According to Rebecca Coyle, executive director of the American Immunization Registry Association, which represents vaccination data experts, caregivers aren’t routinely asking for race information at bustling vaccination sites, nor are patients always willing to provide it. And in hospitals and clinics that use existing electronic health records, race information is often left blank and not updated, she said.
Public health professionals can combine existing data sets to determine race and ethnicity to analyze how well they’re doing in equitably distributing the vaccines, she said.
But in the meantime, ZIP code data can point to communities where COVID-19 infection rates and deaths are highest and vaccination rates are lowest, she said.
In Massachusetts, Republican Gov. Charlie Baker announced Dec. 16 that the state would spend $1 million on a targeted outreach initiative in the 20 cities and towns hardest hit by COVID-19. In cooperation with the Massachusetts League of Community Health Centers, which represents local family health clinics, the plan aims to make it easier for people to get vaccinated in those historically underserved communities.

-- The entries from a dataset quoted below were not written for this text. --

//! Named-entity chunking.
//!
//! A chunker groups tagged tokens into typed entity spans. The result is a
//! flat [`ChunkTree`]: a sequence of plain tagged leaves and entity nodes,
//! in text order.

pub mod chunker;
pub mod gazetteer;

pub use chunker::{NamedEntityChunker, ne_chunk};

use std::fmt;
use std::str::FromStr;

use serde::{Deserialize, Serialize};

use crate::error::{Result, SaplingError};
use crate::tagging::TaggedToken;

/// The type of a named entity.
#[derive(Clone, Copy, Debug, PartialEq, Eq, Hash, Serialize, Deserialize)]
#[serde(rename_all = "UPPERCASE")]
pub enum EntityLabel {
    /// People, including fictional characters.
    Person,
    /// Geo-political entities: countries, states, cities.
    Gpe,
    /// Companies, agencies, institutions.
    Organization,
    /// Non-political locations: rivers, mountains, seas.
    Location,
    /// Buildings, airports, bridges.
    Facility,
}

impl EntityLabel {
    pub fn as_str(&self) -> &'static str {
        match self {
            EntityLabel::Person => "PERSON",
            EntityLabel::Gpe => "GPE",
            EntityLabel::Organization => "ORGANIZATION",
            EntityLabel::Location => "LOCATION",
            EntityLabel::Facility => "FACILITY",
        }
    }
}

impl fmt::Display for EntityLabel {
    fn fmt(&self, f: &mut fmt::Formatter<'_>) -> fmt::Result {
        f.write_str(self.as_str())
    }
}

impl FromStr for EntityLabel {
    type Err = SaplingError;

    fn from_str(s: &str) -> Result<Self> {
        match s.to_ascii_uppercase().as_str() {
            "PERSON" => Ok(EntityLabel::Person),
            "GPE" => Ok(EntityLabel::Gpe),
            "ORGANIZATION" => Ok(EntityLabel::Organization),
            "LOCATION" => Ok(EntityLabel::Location),
            "FACILITY" => Ok(EntityLabel::Facility),
            _ => Err(SaplingError::invalid_argument(format!(
                "Unknown entity label: {s}"
            ))),
        }
    }
}

/// A labelled span of tagged tokens.
#[derive(Clone, Debug, PartialEq, Eq, Serialize, Deserialize)]
pub struct Entity {
    pub label: EntityLabel,
    pub leaves: Vec<TaggedToken>,
}

impl Entity {
    pub fn new(label: EntityLabel, leaves: Vec<TaggedToken>) -> Self {
        Entity { label, leaves }
    }

    /// The entity words joined with single spaces.
    pub fn text(&self) -> String {
        self.leaves
            .iter()
            .map(|leaf| leaf.word.as_str())
            .collect::<Vec<_>>()
            .join(" ")
    }
}

/// One element of a chunk tree.
#[derive(Clone, Debug, PartialEq, Eq, Serialize, Deserialize)]
pub enum ChunkNode {
    Leaf(TaggedToken),
    Entity(Entity),
}

/// The chunked form of a tagged sentence.
#[derive(Clone, Debug, Default, PartialEq, Eq, Serialize, Deserialize)]
pub struct ChunkTree {
    pub nodes: Vec<ChunkNode>,
}

impl ChunkTree {
    pub fn new(nodes: Vec<ChunkNode>) -> Self {
        ChunkTree { nodes }
    }

    /// All entity nodes, in text order.
    pub fn entities(&self) -> impl Iterator<Item = &Entity> {
        self.nodes.iter().filter_map(|node| match node {
            ChunkNode::Entity(entity) => Some(entity),
            ChunkNode::Leaf(_) => None,
        })
    }

    /// Every tagged token, flattening entity nodes.
    pub fn leaves(&self) -> Vec<&TaggedToken> {
        self.nodes
            .iter()
            .flat_map(|node| match node {
                ChunkNode::Leaf(leaf) => std::slice::from_ref(leaf).iter(),
                ChunkNode::Entity(entity) => entity.leaves.iter(),
            })
            .collect()
    }
}

impl fmt::Display for ChunkTree {
    fn fmt(&self, f: &mut fmt::Formatter<'_>) -> fmt::Result {
        write!(f, "(S")?;
        for node in &self.nodes {
            match node {
                ChunkNode::Leaf(leaf) => write!(f, " {leaf}")?,
                ChunkNode::Entity(entity) => {
                    write!(f, " ({}", entity.label)?;
                    for leaf in &entity.leaves {
                        write!(f, " {leaf}")?;
                    }
                    write!(f, ")")?;
                }
            }
        }
        write!(f, ")")
    }
}

/// Entity texts and labels from `tree`, keeping only the requested labels.
pub fn extract_entities(tree: &ChunkTree, labels: &[EntityLabel]) -> Vec<(String, EntityLabel)> {
    tree.entities()
        .filter(|entity| labels.contains(&entity.label))
        .map(|entity| (entity.text(), entity.label))
        .collect()
}

#[cfg(test)]
mod tests {
    use super::*;
    use crate::tagging::PosTag;

    fn sample_tree() -> ChunkTree {
        ChunkTree::new(vec![
            ChunkNode::Entity(Entity::new(
                EntityLabel::Person,
                vec![
                    TaggedToken::new("Ada", PosTag::Nnp),
                    TaggedToken::new("Lovelace", PosTag::Nnp),
                ],
            )),
            ChunkNode::Leaf(TaggedToken::new("visited", PosTag::Vbd)),
            ChunkNode::Entity(Entity::new(
                EntityLabel::Organization,
                vec![TaggedToken::new("IBM", PosTag::Nnp)],
            )),
        ])
    }

    #[test]
    fn test_extract_entities_filters_labels() {
        let tree = sample_tree();
        assert_eq!(
            extract_entities(&tree, &[EntityLabel::Person, EntityLabel::Gpe]),
            vec![("Ada Lovelace".to_string(), EntityLabel::Person)]
        );
        assert!(extract_entities(&tree, &[]).is_empty());
    }

    #[test]
    fn test_tree_display() {
        assert_eq!(
            sample_tree().to_string(),
            "(S (PERSON Ada/NNP Lovelace/NNP) visited/VBD (ORGANIZATION IBM/NNP))"
        );
    }

    #[test]
    fn test_leaves_flatten_entities() {
        let tree = sample_tree();
        let words: Vec<&str> = tree.leaves().iter().map(|t| t.word.as_str()).collect();
        assert_eq!(words, vec!["Ada", "Lovelace", "visited", "IBM"]);
    }

    #[test]
    fn test_label_parsing() {
        assert_eq!("gpe".parse::<EntityLabel>().unwrap(), EntityLabel::Gpe);
        assert_eq!(EntityLabel::Organization.to_string(), "ORGANIZATION");
        assert!("PLACE".parse::<EntityLabel>().is_err());
    }

    #[test]
    fn test_label_serde() {
        assert_eq!(serde_json::to_string(&EntityLabel::Gpe).unwrap(), r#""GPE""#);
    }
}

“Massachusetts should have taken this approach much sooner,” said Shan Soe-Lin, a Yale University lecturer on global health and managing director of Pharos Global Health Advisors, a Boston-based nonprofit policy group. “It would have saved hundreds of lives and prevented thousands od illnesses.”
Soe-Lin and her husband, Robert Hecht, a professor of epidemiology at the Yale School of Public Health, have been critical of the Baker administration’s vaccine rollout. They argue that bringing vaccines to underserved neighborhoods and collaborating with trusted community leaders may take a little longer at first, but ultimately will get the nation closer to herd immunity without leaving the most vulnerable behind.
In every state, there are handfuls of towns of 40,000 to 90,000 people, such as Brockton, Chelsea and Revere in Massachusetts, that are responsible for the lion’s share of the COVID-19 cases, Soe-Lin said. “The easiest thing to do is to roll up with a mobile vaccination clinic and provide shots 24 hours per day until everyone, young and old, is vaccinated.”
Combine that kind of targeted approach with clinics in churches, schools and community centers and local drugstores, and the problem would be solved, Soe-Lin argued. “It would take only one or two weeks in each community,” she said.
Another way to reach people who can’t drive to mass vaccination sites, and who may be hesitant and want to talk to someone they trust before they get a shot, is to enlist family doctors, Soe-Lin said.
According to the Kaiser Family Foundation, 85% of people say they trust their own doctor most for reliable vaccine information.
Massachusetts decided early on not to send vaccines to family doctors and instead opted for remote vaccination sites that only people with cars can reach, Soe-Lin said. “With the highest insured rate in the country, nearly everyone in Massachusetts has a doctor or community clinic they can go to for a vaccination.”